Coffee sugar cookies using Ethiopian Sidamo from Revolution Coffee RoastersI have turned into a bit of a coffee nerd, thanks to Ray. I didn’t drink coffee until I was 22 and going to grad school full time, while working a part-time publishing job and being a graduate assistant. Back then, my coffee came from Wawa and was laden with half-and-half and artificial sweeteners. Yuck.

Since then, I’ve learned how good coffee can be when it doesn’t taste like candy, and I gladly brew my coffee every morning with a French press. I’ve traded in the cream for a splash of whole milk, and the artificial sweeteners (which are SO BAD FOR YOU!) for a spoonful of sugar. And it’s great.

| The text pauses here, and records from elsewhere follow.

//! External AI providers
//!
//! Gemini-backed vision and text-generation collaborators behind narrow
//! trait contracts.

pub mod gemini;
pub mod recommend;
pub mod vision;

pub use gemini::{GeminiClient, ProviderError};
pub use recommend::{
    GeminiRecommendationProvider, MealAlternative, MealPlan, MealRecommendations,
    RecommendationProvider, RefinedMeal,
};
pub use vision::{GeminiVisionProvider, VisionProvider};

Whenever we travel, we almost always try to bring back a bag of coffee beans … it makes a great souvenir. Also, Philly is turning into a great town for coffee—the only problem is I don’t want to have to cross the bridge every time I want great coffee.

Luckily for us, Revolution Coffee Roasters opened up in Collingswood earlier this summer. Joe, Steve and Justin rent space in The Factory (a cool, shared “maker space”) to roast their beans, then sell them locally and at the Collingswood Farmers market. We quickly fell in love with their Ethiopian Sidamo, which has become our everyday coffee.

Ethiopian Sidamo Sugar Cookies

The guys are so nice, that I wanted to bring them a little treat on the last day of the 2013 farmers market season, so I whipped up these cookies using my favorite sugar cookie base, and added finely ground Ethiopian Sidamo. The cookie has a light crunch, and starts off buttery and sweet, then the coffee flavor comes forward. I’m really happy with how well the true flavor of the Ethiopian Sidamo is preserved in the cookie, and I think the guys at Revolution really enjoyed it too!

Now, if you can’t get coffee from Revolution, that’s a bummer, but it’s ok. You can use whatever your favorite coffee is, just make sure you grind it finely and separate out any extra hulls.

Ethiopian Sidamo coffee sugar cookies

Yield: Yields 30-50 cookies, depending on the cookie cutter

Ingredients

Ingredients
3 1/4 cups flour
3 tsp baking powder
1 tsp salt
5 tbsp finely ground Ethiopian Sidamo coffee (or your favorite coffee)
1 cup (2 sticks) unsalted butter, cold
1 cup sugar
1 egg
1/2 tsp vanilla extract

Directions

Heat the oven to 350 degrees Fahrenheit and line cookie sheets with parchment paper or baking silicone.

Pass the coffee gently through a sieve or flour sifter to separate out any extra coffee hulls.

Combine the flour, baking powder, salt and coffee in a bowl. Set aside.

Using a standmixer, cream the cold butter and sugar into light and fluffy, about 5-7 minutes.

Add the egg to the butter and sugar and mix to combine.

Add the vanilla, mixing to combine.

Gradually add the dry ingredients, scraping down the bowl as necessary. The dough should be slightly tacky and a little crumbly. If it still feels wet, add more flour, 1 tsp at a time.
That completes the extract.